§ **WORK ITEM**
Your answer should hold exactly the lines from the one with "pub use types::*;" through the final line of the data below, reproduced as written.

### RECORDS SUPPLIED ###

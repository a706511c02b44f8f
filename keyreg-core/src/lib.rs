//! # KEYREG Core
//!
//! Core types, errors, and traits for the KEYREG signing-key registry.
//!
//! This crate provides the building blocks shared by the other KEYREG crates:
//!
//! - **Types**: Compiled key definitions and materialized verification keys
//! - **Errors**: A single error hierarchy with classification helpers
//! - **Constants**: PEM labels and encoding sizes
//! - **Traits**: The key-parsing seam used by the registry
//!
//! ## Example
//!
//! ```rust
//! use keyreg_core::KeyDefinition;
//!
//! static KEYS: [KeyDefinition; 2] = [
//!     KeyDefinition::EMPTY,
//!     KeyDefinition::new(b"-----BEGIN PUBLIC KEY-----\n...", 1_100_000_000),
//! ];
//!
//! assert!(KEYS[0].is_empty());
//! assert_eq!(KEYS[1].generated_time(), 1_100_000_000);
//! ```

#![forbid(unsafe_code)]
#![warn(missing_docs, rust_2018_idioms, clippy::all)]

pub mod constants;
pub mod error;
pub mod traits;
pub mod types;

// Re-export commonly used items at crate root
pub use constants::*;
pub use error::{KeyRegError, Result};
pub use traits::*;
pub use types::*;
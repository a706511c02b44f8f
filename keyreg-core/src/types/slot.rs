//! Diagnostic view of registry slots.

use serde::{Deserialize, Serialize};

/// Lifecycle state of one registry slot.
#[derive(Clone, Copy, Debug, PartialEq, Eq, Hash, Serialize, Deserialize)]
#[serde(rename_all = "snake_case")]
pub enum SlotState {
    /// No definition and no key.
    Empty,
    /// A definition is recorded but has not been parsed yet.
    Defined,
    /// The key was parsed from the slot's definition and is cached.
    Materialized,
    /// The key was installed directly and has no definition behind it.
    Pinned,
}

impl SlotState {
    /// Returns true if the slot currently holds a parsed or pinned key.
    pub fn holds_key(&self) -> bool {
        matches!(self, SlotState::Materialized | SlotState::Pinned)
    }
}

impl std::fmt::Display for SlotState {
    fn fmt(&self, f: &mut std::fmt::Formatter<'_>) -> std::fmt::Result {
        let name = match self {
            SlotState::Empty => "empty",
            SlotState::Defined => "defined",
            SlotState::Materialized => "materialized",
            SlotState::Pinned => "pinned",
        };
        f.write_str(name)
    }
}

/// Snapshot of one registry slot.
#[derive(Clone, Debug, PartialEq, Eq, Serialize, Deserialize)]
pub struct SlotInfo {
    /// Slot index
    pub index: usize,
    /// Slot state at snapshot time
    pub state: SlotState,
    /// Generation timestamp (0 if undefined)
    pub generated_time: i64,
    /// Fingerprint of the cached key, if any
    pub fingerprint: Option<String>,
}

###

§ **WRITTEN ANSWER**
pub use types::*;
repository a706511c02b44f8f
filename keyreg-core/src/types/slot.rs
//! Diagnostic view of registry slots.

use serde::{Deserialize, Serialize};

/// Lifecycle state of one registry slot.
#[derive(Clone, Copy, Debug, PartialEq, Eq, Hash, Serialize, Deserialize)]
#[serde(rename_all = "snake_case")]
pub enum SlotState {
    /// No definition and no key.
    Empty,
    /// A definition is recorded but has not been parsed yet.
    Defined,
    /// The key was parsed from the slot's definition and is cached.
    Materialized,
    /// The key was installed directly and has no definition behind it.
    Pinned,
}

impl SlotState {
    /// Returns true if the slot currently holds a parsed or pinned key.
    pub fn holds_key(&self) -> bool {
        matches!(self, SlotState::Materialized | SlotState::Pinned)
    }
}

impl std::fmt::Display for SlotState {
    fn fmt(&self, f: &mut std::fmt::Formatter<'_>) -> std::fmt::Result {
        let name = match self {
            SlotState::Empty => "empty",
            SlotState::Defined => "defined",
            SlotState::Materialized => "materialized",
            SlotState::Pinned => "pinned",
        };
        f.write_str(name)
    }
}

/// Snapshot of one registry slot.
#[derive(Clone, Debug, PartialEq, Eq, Serialize, Deserialize)]
pub struct SlotInfo {
    /// Slot index
    pub index: usize,
    /// Slot state at snapshot time
    pub state: SlotState,
    /// Generation timestamp (0 if undefined)
    pub generated_time: i64,
    /// Fingerprint of the cached key, if any
    pub fingerprint: Option<String>,
}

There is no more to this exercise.